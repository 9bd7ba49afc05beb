//! CLI argument parsing with clap derive

use anyhow::Result;
use clap::{Parser, Subcommand};

use crate::commands;
use crate::infra::config::load_from_env;
use crate::output::OutputContext;

/// Dispatch commands to PUDA lab machines
#[derive(Parser)]
#[command(
    name = "puda",
    version,
    propagate_version = true,
    subcommand_required = true,
    arg_required_else_help = true
)]
pub struct Cli {
    /// Output in JSON format
    #[arg(long, global = true)]
    pub json: bool,

    /// Suppress non-error output
    #[arg(short, long, global = true)]
    pub quiet: bool,

    /// Disable colored output
    #[arg(long, global = true, env = "NO_COLOR")]
    pub no_color: bool,

    #[command(subcommand)]
    pub command: Command,
}

#[derive(Subcommand)]
pub enum Command {
    /// Send an ordered batch of commands to a machine
    SendBatch(commands::send_batch::SendBatchArgs),

    /// Show a machine's last published state
    GetState(commands::get_state::GetStateArgs),

    /// List the commands a machine accepts
    Commands(commands::catalog::CatalogArgs),

    /// Show version
    Version,
}

impl Cli {
    /// Execute the CLI command.
    ///
    /// # Errors
    ///
    /// Returns an error if configuration is invalid or the command fails.
    pub async fn run(self) -> Result<()> {
        let Cli {
            no_color,
            quiet,
            json,
            command,
        } = self;
        // JSON mode keeps stdout to the document alone.
        let ctx = OutputContext::new(no_color, quiet || json);
        match command {
            Command::Version => {
                commands::version::run(&ctx, json);
                Ok(())
            }
            Command::Commands(args) => commands::catalog::run(&ctx, json, &args),
            Command::SendBatch(args) => {
                commands::send_batch::run(&ctx, json, args, load_from_env()?).await
            }
            Command::GetState(args) => {
                commands::get_state::run(&ctx, json, args, load_from_env()?).await
            }
        }
    }
}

——

■ TASK GOAL ■
Write out every record above, word for word.

■ TASK ANSWER ■
repository 9bd7ba49afc05beb
//! CLI argument parsing with clap derive

use anyhow::Result;
use clap::{Parser, Subcommand};

use crate::commands;
use crate::infra::config::load_from_env;
use crate::output::OutputContext;

/// Dispatch commands to PUDA lab machines
#[derive(Parser)]
#[command(
    name = "puda",
    version,
    propagate_version = true,
    subcommand_required = true,
    arg_required_else_help = true
)]
pub struct Cli {
    /// Output in JSON format
    #[arg(long, global = true)]
    pub json: bool,

    /// Suppress non-error output
    #[arg(short, long, global = true)]
    pub quiet: bool,

    /// Disable colored output
    #[arg(long, global = true, env = "NO_COLOR")]
    pub no_color: bool,

    #[command(subcommand)]
    pub command: Command,
}

#[derive(Subcommand)]
pub enum Command {
    /// Send an ordered batch of commands to a machine
    SendBatch(commands::send_batch::SendBatchArgs),

    /// Show a machine's last published state
    GetState(commands::get_state::GetStateArgs),

    /// List the commands a machine accepts
    Commands(commands::catalog::CatalogArgs),

    /// Show version
    Version,
}

impl Cli {
    /// Execute the CLI command.
    ///
    /// # Errors
    ///
    /// Returns an error if configuration is invalid or the command fails.
    pub async fn run(self) -> Result<()> {
        let Cli {
            no_color,
            quiet,
            json,
            command,
        } = self;
        // JSON mode keeps stdout to the document alone.
        let ctx = OutputContext::new(no_color, quiet || json);
        match command {
            Command::Version => {
                commands::version::run(&ctx, json);
                Ok(())
            }
            Command::Commands(args) => commands::catalog::run(&ctx, json, &args),
            Command::SendBatch(args) => {
                commands::send_batch::run(&ctx, json, args, load_from_env()?).await
            }
            Command::GetState(args) => {
                commands::get_state::run(&ctx, json, args, load_from_env()?).await
            }
        }
    }
}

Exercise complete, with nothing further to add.